### Work instruction
Your answer must be a single number: how many lines of the data include "impl".

[Saved entries]
//! Password-based key derivation using PBKDF2-HMAC-SHA256
//!
//! Keys are derived from the UTF-8 bytes of the password and a 16-byte
//! salt. The result only lives for the duration of a single seal or open
//! call and is wiped from memory when dropped.

use crate::error::{CrypticError, Result};
use pbkdf2::pbkdf2_hmac;
use sha2::Sha256;
use zeroize::Zeroizing;

/// Length of salt in bytes
pub const SALT_LEN: usize = 16;

/// Length of derived key in bytes
pub const KEY_LEN: usize = 32;

/// Iteration count used for every sealed buffer unless told otherwise.
///
/// The count is not stored in the sealed buffer, so changing it breaks
/// every previously sealed buffer.
pub const DEFAULT_ITERATIONS: u32 = 100_000;

/// Lowest iteration count accepted by [`KdfParams::hardened`].
pub const MIN_HARDENED_ITERATIONS: u32 = 10_000;

/// A derived 256-bit key, zeroed on drop.
pub type DerivedKey = Zeroizing<[u8; KEY_LEN]>;

/// Derive a 32-byte key from a password and salt.
///
/// Deterministic: the same password, salt and iteration count always
/// produce the same key.
pub fn derive(password: &str, salt: &[u8], iterations: u32) -> Result<DerivedKey> {
    if password.is_empty() {
        return Err(CrypticError::invalid_input("password must not be empty"));
    }
    if salt.len() != SALT_LEN {
        return Err(CrypticError::invalid_input(format!(
            "salt must be exactly {} bytes, got {}",
            SALT_LEN,
            salt.len()
        )));
    }
    if iterations == 0 {
        return Err(CrypticError::invalid_input(
            "iteration count must be at least 1",
        ));
    }

    let mut key = Zeroizing::new([0u8; KEY_LEN]);
    pbkdf2_hmac::<Sha256>(password.as_bytes(), salt, iterations, &mut key[..]);

    Ok(key)
}

/// Key derivation parameters.
///
/// Seal and open must use the same parameters; nothing in the sealed
/// buffer records them.
#[derive(Debug, Clone, Copy, PartialEq, Eq)]
pub struct KdfParams {
    iterations: u32,
}

impl KdfParams {
    /// Parameters with an arbitrary iteration count (at least 1).
    ///
    /// Low counts are useful in tests; production code should use
    /// [`KdfParams::default`] or [`KdfParams::hardened`].
    pub fn new(iterations: u32) -> Result<Self> {
        if iterations == 0 {
            return Err(CrypticError::invalid_input(
                "iteration count must be at least 1",
            ));
        }
        Ok(Self { iterations })
    }

    /// Parameters that refuse iteration counts below [`MIN_HARDENED_ITERATIONS`].
    pub fn hardened(iterations: u32) -> Result<Self> {
        if iterations < MIN_HARDENED_ITERATIONS {
            return Err(CrypticError::invalid_input(format!(
                "iteration count {} is below the minimum of {}",
                iterations, MIN_HARDENED_ITERATIONS
            )));
        }
        Ok(Self { iterations })
    }

    /// PBKDF2 iteration count.
    pub fn iterations(&self) -> u32 {
        self.iterations
    }

    /// Derive a key from `password` and `salt` using these parameters.
    pub fn derive(&self, password: &str, salt: &[u8]) -> Result<DerivedKey> {
        derive(password, salt, self.iterations)
    }
}

impl Default for KdfParams {
    fn default() -> Self {
        Self {
            iterations: DEFAULT_ITERATIONS,
        }
    }
}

### Solution for this problem
2